**DATASET EXCERPTS**:
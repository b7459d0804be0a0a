use once_cell::sync::Lazy;
use regex::Regex;

/// Entry that must lead every rebuilt container.
pub const ANDROID_MANIFEST: &str = "AndroidManifest.xml";
/// Configuration document consumed by the injected runtime.
pub const CONFIG_DOCUMENT_PATH: &str = "assets/cloner.json";
/// Optional application-data archive shipped with a clone.
pub const BUNDLED_DATA_PATH: &str = "assets/bundled_app_data.zip";
pub const SIGNATURE_DIR: &str = "META-INF";
pub const DEFAULT_NATIVE_ABI: &str = "arm64-v8a";

/// (year, month, day, hour, minute, second) written on every entry.
pub const FIXED_DOS_TIMESTAMP: (u16, u8, u8, u8, u8, u8) = (1980, 1, 1, 0, 0, 0);

static SIGNATURE_ARTIFACT: Lazy<Regex> = Lazy::new(|| {
    Regex::new(r"(?i)^META-INF/(.+\.(RSA|DSA|EC|SF)|MANIFEST\.MF)$")
        .unwrap_or_else(|err| unreachable!("signature artifact pattern is valid: {err}"))
});

/// True for entries that hold a previous signature and are always regenerated.
pub fn is_signature_artifact(name: &str) -> bool {
    SIGNATURE_ARTIFACT.is_match(name)
}

/// First `classesN.dex` name (N >= 2) for which `taken` reports false.
pub fn next_module_slot(taken: impl Fn(&str) -> bool) -> String {
    (2u32..)
        .map(|index| format!("classes{index}.dex"))
        .find(|candidate| !taken(candidate))
        .unwrap_or_else(|| unreachable!("an unbounded range always yields a free slot"))
}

**WHAT THE EXERCISE ASKS**:
If a line in the material above holds "that", copy it.

**SOLUTION TO THE PROBLEM**:
/// Entry that must lead every rebuilt container.
/// True for entries that hold a previous signature and are always regenerated.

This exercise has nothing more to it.